▶ **WHAT IS REQUIRED**: Please give back, word for word, each line from the start of the entries through the one in which "if !response.status().is_success()" is found.

• • •

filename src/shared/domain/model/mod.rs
pub mod enums;
pub mod value_objects;
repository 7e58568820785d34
pub mod app_config;
pub mod logging;
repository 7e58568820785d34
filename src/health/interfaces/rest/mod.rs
pub mod controllers;
pub mod resources;
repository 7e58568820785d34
use axum::{
    body::{Body, to_bytes},
    extract::Request,
    http::{HeaderMap, StatusCode, header},
    middleware::Next,
    response::{IntoResponse, Response},
};

use crate::shared::{
    application::response_normalizer::normalize, domain::model::enums::api_error::ApiError,
};

const MAX_ENVELOPE_BODY_BYTES: usize = 8 * 1024 * 1024;

/// Wraps successful JSON responses in the success envelope.
pub async fn normalize_response_envelope(request: Request, next: Next) -> Response {
    let response = next.run(request).await;

    if !response.status().is_success()
        || response.status() == StatusCode::NO_CONTENT
        || !is_json(response.headers())
    {
        return response;
    }

    let (mut parts, body) = response.into_parts();
    let bytes = match to_bytes(body, MAX_ENVELOPE_BODY_BYTES).await {
        Ok(bytes) => bytes,
        Err(error) => {
            return ApiError::internal(format!("failed to buffer response body: {error}"))
                .into_response();
        }
    };

    let value = match serde_json::from_slice(&bytes) {
        Ok(value) => value,
        Err(_) => return Response::from_parts(parts, Body::from(bytes)),
    };

    match serde_json::to_vec(&normalize(value)) {
        Ok(enveloped) => {
            parts.headers.remove(header::CONTENT_LENGTH);
            Response::from_parts(parts, Body::from(enveloped))
        }
        Err(error) => ApiError::internal(format!("failed to serialize response envelope: {error}"))
            .into_response(),
    }
}

fn is_json(headers: &HeaderMap) -> bool {
    headers
        .get(header::CONTENT_TYPE)
        .and_then(|value| value.to_str().ok())
        .map(|value| {
            let mime = value.split(';').next().unwrap_or_default().trim();
            mime == "application/json"
        })
        .unwrap_or(false)
}
pub mod health_envelope_resource;
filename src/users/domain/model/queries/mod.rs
pub mod get_user_by_id_query;
pub mod list_users_query;
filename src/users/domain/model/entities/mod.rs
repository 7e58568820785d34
pub mod user;
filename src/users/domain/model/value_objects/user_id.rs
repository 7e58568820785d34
use crate::shared::domain::model::enums::api_error::ApiError;

#[derive(Clone, Copy, Debug, Eq, PartialEq, Hash)]
pub struct UserId(i32);

impl UserId {
    pub fn new(value: i32) -> Result<Self, ApiError> {
        if value <= 0 {
            return Err(invalid_user_id());
        }

        Ok(Self(value))
    }

    /// Parses a raw path segment.
    pub fn parse(raw: &str) -> Result<Self, ApiError> {
        let value = raw.trim().parse::<i32>().map_err(|_| invalid_user_id())?;
        Self::new(value)
    }

    pub fn value(&self) -> i32 {
        self.0
    }
}

fn invalid_user_id() -> ApiError {
    ApiError::validation("User id must be a positive integer").with_extension("field", "id")
}
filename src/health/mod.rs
use std::sync::Arc;

use axum::Router;

use crate::{
    health::{
        application::query_services::health_check_service_impl::HealthCheckServiceImpl,
        domain::services::health_indicator::HealthIndicator,
        infrastructure::indicators::database_health_indicator::DatabaseHealthIndicator,
        interfaces::rest::controllers::health_rest_controller::{HealthRestControllerState, router},
    },
    shared::infrastructure::persistence::{data_store::DataStore, database_service::DatabaseService},
};

pub mod application;
pub mod domain;
pub mod infrastructure;
pub mod interfaces;

pub fn build_health_router<S>(database: Arc<DatabaseService<S>>) -> Router
where
    S: DataStore + 'static,
{
    let indicators: Vec<Arc<dyn HealthIndicator>> =
        vec![Arc::new(DatabaseHealthIndicator::new(database))];
    let health_check_service = Arc::new(HealthCheckServiceImpl::new(indicators));

    router(HealthRestControllerState {
        health_check_service,
    })
}
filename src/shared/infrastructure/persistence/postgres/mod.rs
pub mod sqlx_data_store_impl;
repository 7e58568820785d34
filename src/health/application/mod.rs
pub mod query_services;
//! RFC 7807 Problem Details payload.

use axum::http::StatusCode;
use chrono::{DateTime, SecondsFormat, Utc};
use serde::{Deserialize, Serialize};
use serde_json::{Map, Value};

use crate::shared::domain::model::{
    enums::problem_type::ProblemType, value_objects::request_context::RequestContext,
};

/// Error payload written for every failed request.
///
/// `type`, `title` and `status` are always present. Category specific members
/// (`resource`, `errorCode`, `query`, ...) live in `extensions` and are
/// flattened into the top-level JSON object.
#[derive(Clone, Debug, PartialEq, Serialize, Deserialize)]
pub struct ProblemDetail {
    #[serde(rename = "type")]
    problem_type: String,
    title: String,
    status: u16,
    #[serde(default, skip_serializing_if = "Option::is_none")]
    detail: Option<String>,
    #[serde(default, skip_serializing_if = "Option::is_none")]
    instance: Option<String>,
    #[serde(flatten)]
    extensions: Map<String, Value>,
}

impl ProblemDetail {
    pub fn new(problem_type: ProblemType, title: impl Into<String>, status: StatusCode) -> Self {
        Self {
            problem_type: problem_type.uri(),
            title: title.into(),
            status: status.as_u16(),
            detail: None,
            instance: None,
            extensions: Map::new(),
        }
    }

    pub fn with_detail(mut self, detail: impl Into<String>) -> Self {
        self.detail = Some(detail.into());
        self
    }

    pub fn with_instance(mut self, instance: impl Into<String>) -> Self {
        self.instance = Some(instance.into());
        self
    }

    /// Adds a category specific member. Reserved members cannot be shadowed.
    pub fn with_extension(mut self, key: impl Into<String>, value: impl Into<Value>) -> Self {
        let key = key.into();
        if !is_reserved_member(&key) {
            self.extensions.insert(key, value.into());
        }
        self
    }

    pub fn with_extensions(mut self, extensions: Map<String, Value>) -> Self {
        for (key, value) in extensions {
            self = self.with_extension(key, value);
        }
        self
    }

    /// Attaches request context right before serialization.
    ///
    /// `instance` is always overwritten with the request URI.
    pub fn enrich(&mut self, context: &RequestContext, at: DateTime<Utc>) {
        self.instance = Some(context.uri().to_string());
        self.extensions.insert(
            "timestamp".to_string(),
            Value::String(at.to_rfc3339_opts(SecondsFormat::Millis, true)),
        );
        self.extensions
            .insert("path".to_string(), Value::String(context.path().to_string()));
        self.extensions.insert(
            "method".to_string(),
            Value::String(context.method().to_string()),
        );
    }

    pub fn problem_type(&self) -> &str {
        &self.problem_type
    }

    pub fn title(&self) -> &str {
        &self.title
    }

    pub fn status(&self) -> u16 {
        self.status
    }

    pub fn detail(&self) -> Option<&str> {
        self.detail.as_deref()
    }

    pub fn instance(&self) -> Option<&str> {
        self.instance.as_deref()
    }

    pub fn extension(&self, key: &str) -> Option<&Value> {
        self.extensions.get(key)
    }

    pub fn extensions(&self) -> &Map<String, Value> {
        &self.extensions
    }
}

fn is_reserved_member(key: &str) -> bool {
    matches!(key, "type" | "title" | "status" | "detail" | "instance")
}
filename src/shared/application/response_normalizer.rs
//! Success envelope normalization applied to every successful handler result.

use serde_json::{Map, Value, json};

use crate::shared::domain::model::value_objects::page::{Page, PaginatedResponse};

/// Wraps a handler result in the success envelope.
///
/// Values that already carry `success` pass through, raw page objects
/// (`items`, `total`, `page`, `limit`) become paginated envelopes, anything
/// else is wrapped as `{ success: true, data }`.
pub fn normalize(value: Value) -> Value {
    match value {
        Value::Object(map) if map.contains_key("success") => Value::Object(map),
        Value::Object(map) => match as_page(&map) {
            Some(page) => json!(PaginatedResponse::from(page)),
            None => json!({ "success": true, "data": Value::Object(map) }),
        },
        other => json!({ "success": true, "data": other }),
    }
}

fn as_page(map: &Map<String, Value>) -> Option<Page<Value>> {
    let items = map.get("items")?.as_array()?;
    let total = map.get("total")?.as_u64()?;
    let page = map.get("page")?.as_u64()?;
    let limit = map.get("limit")?.as_u64()?;

    Some(Page {
        items: items.clone(),
        total,
        page,
        limit,
    })
}
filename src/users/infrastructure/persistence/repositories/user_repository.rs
use async_trait::async_trait;

use crate::{
    shared::domain::model::enums::api_error::ApiError,
    users::domain::model::{
        entities::user::User,
        queries::list_users_query::ListUsersQuery,
        value_objects::{user_email::UserEmail, user_id::UserId, user_name::UserName},
    },
};

#[async_trait]
pub trait UserRepository: Send + Sync {
    async fn create(&self, email: &UserEmail, name: &UserName) -> Result<User, ApiError>;

    async fn find_by_id(&self, user_id: UserId) -> Result<Option<User>, ApiError>;

    async fn find_by_email(&self, email: &UserEmail) -> Result<Option<User>, ApiError>;

    /// Returns the requested window and the total row count.
    async fn list(&self, query: &ListUsersQuery) -> Result<(Vec<User>, u64), ApiError>;

    /// Fails with `NotFound` when no user has `user_id`.
    async fn update(
        &self,
        user_id: UserId,
        email: Option<&UserEmail>,
        name: Option<&UserName>,
    ) -> Result<User, ApiError>;

    /// Fails with `NotFound` when no user has `user_id`.
    async fn delete(&self, user_id: UserId) -> Result<(), ApiError>;
}
use utoipa::{
    Modify,
    openapi::{
        OpenApi,
        security::{HttpAuthScheme, HttpBuilder, SecurityScheme},
    },
};

pub const BEARER_SCHEME_NAME: &str = "bearer_auth";

pub struct BearerSecurityAddon;

impl Modify for BearerSecurityAddon {
    fn modify(&self, openapi: &mut OpenApi) {
        let components = openapi.components.get_or_insert_with(Default::default);
        components.add_security_scheme(
            BEARER_SCHEME_NAME,
            SecurityScheme::Http(
                HttpBuilder::new()
                    .scheme(HttpAuthScheme::Bearer)
                    .bearer_format("JWT")
                    .build(),
            ),
        );
    }
}
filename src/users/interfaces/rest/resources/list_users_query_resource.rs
use serde::{Deserialize, Serialize};
use utoipa::IntoParams;

#[derive(Debug, Clone, Default, Deserialize, Serialize, IntoParams)]
#[serde(rename_all = "camelCase")]
#[into_params(parameter_in = Query)]
pub struct ListUsersQueryResource {
    /// 1-based page number.
    pub page: Option<u64>,
    /// Page size, capped at 100.
    pub limit: Option<u64>,
    /// One of id, email, name, createdAt, updatedAt.
    pub sort_by: Option<String>,
    /// ASC or DESC.
    pub sort_order: Option<String>,
}
use async_trait::async_trait;

use crate::{
    shared::domain::model::{enums::api_error::ApiError, value_objects::page::Page},
    users::domain::model::{
        entities::user::User,
        queries::{get_user_by_id_query::GetUserByIdQuery, list_users_query::ListUsersQuery},
    },
};

#[async_trait]
pub trait UserQueryService: Send + Sync {
    async fn handle_get(&self, query: GetUserByIdQuery) -> Result<User, ApiError>;

    async fn handle_list(&self, query: ListUsersQuery) -> Result<Page<User>, ApiError>;
}
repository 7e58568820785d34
pub mod api_error;
pub mod database_error;
pub mod problem_type;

• • •

▶ **REPLY**:
filename src/shared/domain/model/mod.rs
pub mod enums;
pub mod value_objects;
repository 7e58568820785d34
pub mod app_config;
pub mod logging;
repository 7e58568820785d34
filename src/health/interfaces/rest/mod.rs
pub mod controllers;
pub mod resources;
repository 7e58568820785d34
use axum::{
    body::{Body, to_bytes},
    extract::Request,
    http::{HeaderMap, StatusCode, header},
    middleware::Next,
    response::{IntoResponse, Response},
};

use crate::shared::{
    application::response_normalizer::normalize, domain::model::enums::api_error::ApiError,
};

const MAX_ENVELOPE_BODY_BYTES: usize = 8 * 1024 * 1024;

/// Wraps successful JSON responses in the success envelope.
pub async fn normalize_response_envelope(request: Request, next: Next) -> Response {
    let response = next.run(request).await;

    if !response.status().is_success()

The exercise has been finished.